Task item.
Nothing is to be altered. Print each record in full.

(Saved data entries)

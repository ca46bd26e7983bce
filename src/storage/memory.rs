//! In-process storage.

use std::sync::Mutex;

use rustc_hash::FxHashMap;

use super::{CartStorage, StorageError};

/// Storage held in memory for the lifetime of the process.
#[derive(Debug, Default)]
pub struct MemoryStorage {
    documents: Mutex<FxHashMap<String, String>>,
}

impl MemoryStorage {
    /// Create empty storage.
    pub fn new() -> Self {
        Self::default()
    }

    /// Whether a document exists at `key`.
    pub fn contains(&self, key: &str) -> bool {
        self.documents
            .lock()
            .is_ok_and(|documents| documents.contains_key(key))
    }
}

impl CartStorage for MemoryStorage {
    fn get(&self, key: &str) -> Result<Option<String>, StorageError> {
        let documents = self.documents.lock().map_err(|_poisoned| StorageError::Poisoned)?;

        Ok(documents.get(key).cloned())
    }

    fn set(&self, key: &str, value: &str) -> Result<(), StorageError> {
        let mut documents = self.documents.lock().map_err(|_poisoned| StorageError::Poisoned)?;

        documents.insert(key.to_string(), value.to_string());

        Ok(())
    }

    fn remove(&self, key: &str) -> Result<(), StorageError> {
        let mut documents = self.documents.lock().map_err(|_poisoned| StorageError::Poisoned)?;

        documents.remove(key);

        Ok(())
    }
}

Exercise output.
repository ca46bd26e7983bce
filename src/storage/memory.rs
//! In-process storage.

use std::sync::Mutex;

use rustc_hash::FxHashMap;

use super::{CartStorage, StorageError};

/// Storage held in memory for the lifetime of the process.
#[derive(Debug, Default)]
pub struct MemoryStorage {
    documents: Mutex<FxHashMap<String, String>>,
}

impl MemoryStorage {
    /// Create empty storage.
    pub fn new() -> Self {
        Self::default()
    }

    /// Whether a document exists at `key`.
    pub fn contains(&self, key: &str) -> bool {
        self.documents
            .lock()
            .is_ok_and(|documents| documents.contains_key(key))
    }
}

impl CartStorage for MemoryStorage {
    fn get(&self, key: &str) -> Result<Option<String>, StorageError> {
        let documents = self.documents.lock().map_err(|_poisoned| StorageError::Poisoned)?;

        Ok(documents.get(key).cloned())
    }

    fn set(&self, key: &str, value: &str) -> Result<(), StorageError> {
        let mut documents = self.documents.lock().map_err(|_poisoned| StorageError::Poisoned)?;

        documents.insert(key.to_string(), value.to_string());

        Ok(())
    }

    fn remove(&self, key: &str) -> Result<(), StorageError> {
        let mut documents = self.documents.lock().map_err(|_poisoned| StorageError::Poisoned)?;

        documents.remove(key);

        Ok(())
    }
}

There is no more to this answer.